The more the weight of the uranium is increased, more radioactive nuclei in the target was obtained. However the diffusion/evaporation of the fission products becomes slower if a highly-condensed target is made. In addition, the target should be raised to a high temperature to accelerate the speed of the diffusion/evaporation. Therefore, we made a uranium carbide target, which has a chemical stability at a high-temperature on a graphite fiber, so that the amount of uranium (~800 mg/cm2) was maintained. This uranium target has a large surface area and fast diffusion/evaporation speed of the fission products.
High ionization efficiency is required for the ion source for radioactive nuclei that are produced in minute amounts.
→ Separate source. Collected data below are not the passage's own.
//! Input adapters that turn raw pointer or keyboard input into swap requests.
//!
//! Neither adapter knows about the session. They only produce a
//! [`SwapRequest`] or nothing; a gesture too small to count is a non-event.

use derive_getters::Getters;
use derive_new::new;
use serde::{Deserialize, Serialize};
use tracing::{debug, instrument};

use super::grid::Cell;

/// Request to exchange the pieces in two cells.
#[derive(Debug, Clone, Copy, PartialEq, Eq, Hash, Serialize, Deserialize, Getters, new)]
pub struct SwapRequest {
    /// Cell where the gesture started.
    a: Cell,
    /// Cell where the gesture ended.
    b: Cell,
}

/// Pointer position in board coordinates.
#[derive(Debug, Clone, Copy, PartialEq, Serialize, Deserialize, new)]
pub struct Point {
    /// Horizontal position.
    pub x: f32,
    /// Vertical position.
    pub y: f32,
}

impl Point {
    fn distance(self, other: Point) -> f32 {
        (self.x - other.x).hypot(self.y - other.y)
    }
}

/// Turns press/drag/release sequences into swap requests.
///
/// A release produces a request only if the pointer travelled strictly
/// farther than the threshold, landed on a cell, and that cell differs from
/// the one it started on.
#[derive(Debug, Clone, PartialEq)]
pub struct GestureTracker {
    threshold: f32,
    origin: Option<(Cell, Point)>,
}

impl GestureTracker {
    /// Creates a tracker with the given minimum drag distance.
    pub fn new(threshold: f32) -> Self {
        Self {
            threshold,
            origin: None,
        }
    }

    /// Pointer pressed over `cell` at `at`.
    pub fn press(&mut self, cell: Cell, at: Point) {
        self.origin = Some((cell, at));
    }

    /// Gesture aborted (pointer left the board or the press was cancelled).
    pub fn cancel(&mut self) {
        self.origin = None;
    }

    /// Whether a press is in progress.
    pub fn is_dragging(&self) -> bool {
        self.origin.is_some()
    }

    /// Cell the current press started on.
    pub fn dragged_cell(&self) -> Option<Cell> {
        self.origin.map(|(cell, _)| cell)
    }

    /// Pointer released at `at`, over `target` if it is on the board.
    #[instrument(skip(self))]
    pub fn release(&mut self, target: Option<Cell>, at: Point) -> Option<SwapRequest> {
        let (source, start) = self.origin.take()?;
        let travelled = start.distance(at);
        if travelled <= self.threshold {
            debug!(travelled, threshold = self.threshold, "Drag below threshold");
            return None;
        }
        let target = target?;
        if target == source {
            debug!(cell = source, "Released on the starting cell");
            return None;
        }
        Some(SwapRequest::new(source, target))
    }
}

/// Cursor movement on the board.
#[derive(Debug, Clone, Copy, PartialEq, Eq, Hash)]
pub enum Direction {
    /// One row up.
    Up,
    /// One row down.
    Down,
    /// One column left.
    Left,
    /// One column right.
    Right,
}

/// Keyboard selection: move a cursor, pick a cell, pick another to swap.
#[derive(Debug, Clone, PartialEq, Eq)]
pub struct CellSelector {
    rows: usize,
    cols: usize,
    cursor: Cell,
    picked: Option<Cell>,
}

impl CellSelector {
    /// Creates a selector for a `rows` × `cols` board with the cursor on
    /// cell 0.
    pub fn new(rows: usize, cols: usize) -> Self {
        Self {
            rows,
            cols,
            cursor: 0,
            picked: None,
        }
    }

    /// Cell under the cursor.
    pub fn cursor(&self) -> Cell {
        self.cursor
    }

    /// Cell picked as the first half of a swap.
    pub fn picked(&self) -> Option<Cell> {
        self.picked
    }

    /// Moves the cursor one step, stopping at the board edge.
    pub fn move_cursor(&mut self, direction: Direction) {
        let (row, col) = (self.cursor / self.cols, self.cursor % self.cols);
        let (row, col) = match direction {
            Direction::Up => (row.saturating_sub(1), col),
            Direction::Down => ((row + 1).min(self.rows - 1), col),
            Direction::Left => (row, col.saturating_sub(1)),
            Direction::Right => (row, (col + 1).min(self.cols - 1)),
        };
        self.cursor = row * self.cols + col;
    }

    /// Picks the cell under the cursor.
    ///
    /// The first pick marks a cell. A second pick on a different cell
    /// yields a swap; a second pick on the same cell unmarks it.
    pub fn toggle(&mut self) -> Option<SwapRequest> {
        match self.picked.take() {
            None => {
                self.picked = Some(self.cursor);
                None
            }
            Some(cell) if cell == self.cursor => None,
            Some(cell) => Some(SwapRequest::new(cell, self.cursor)),
        }
    }

    /// Drops any half-made selection.
    pub fn clear(&mut self) {
        self.picked = None;
    }
}

/// Screen geometry of the board, used to map pointer positions to cells.
#[derive(Debug, Clone, Copy, PartialEq, Eq, Default, Getters, new)]
pub struct BoardLayout {
    /// Left edge of the board.
    origin_x: u16,
    /// Top edge of the board.
    origin_y: u16,
    /// Width of one cell.
    cell_width: u16,
    /// Height of one cell.
    cell_height: u16,
    /// Rows on the board.
    rows: u16,
    /// Columns on the board.
    cols: u16,
}

impl BoardLayout {
    /// Cell containing the point `(x, y)`, if it is on the board.
    pub fn cell_at(&self, x: u16, y: u16) -> Option<Cell> {
        if self.cell_width == 0 || self.cell_height == 0 {
            return None;
        }
        let dx = x.checked_sub(self.origin_x)?;
        let dy = y.checked_sub(self.origin_y)?;
        let col = dx / self.cell_width;
        let row = dy / self.cell_height;
        if row >= self.rows || col >= self.cols {
            return None;
        }
        Some(usize::from(row) * usize::from(self.cols) + usize::from(col))
    }

    /// Top-left corner of `cell`.
    pub fn cell_origin(&self, cell: Cell) -> (u16, u16) {
        let cols = usize::from(self.cols.max(1));
        let row = u16::try_from(cell / cols).unwrap_or(u16::MAX);
        let col = u16::try_from(cell % cols).unwrap_or(u16::MAX);
        (
            self.origin_x.saturating_add(col.saturating_mul(self.cell_width)),
            self.origin_y.saturating_add(row.saturating_mul(self.cell_height)),
        )
    }
}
It is impossible to ionize every element with one type of ion source produced in the reaction of proton induced uranium fission. Therefore, two types of integrated uranium target-ion source systems were developed that are considered to be chemical properties of elements. It is suitable that the surface ionization ion source (Fig.14-3 (a)) to ionize alkali, alkaline-earth and rare-earth elements that have a low ionization potential. We developed an ion source that could operate at 2300°C to obtain high ionization efficiency.
The low-pressure arc-discharge ion source (Fig.14-3(b)) is suitable for the ionization of gaseous elements, Kr and Xe, and volatile elements such as Sn, In, Ag and Cu. We built a heater to maintain a high-temperature of the uranium target on the ion source. This modification made it possible to efficiently transfer radioactive nuclei from the target to the ionization chamber.
Using these ion sources, 105 isotopes in 19 elements produced in the proton induced fission of uranium have been provided to the radioactive nuclei beam accelerator with maximum yield of 107 ions/s as shown in Fig.14-4. With these radioactive nuclei beams, advances are expected in the studies of synthesis of elements in the universe and structural analysis of materials.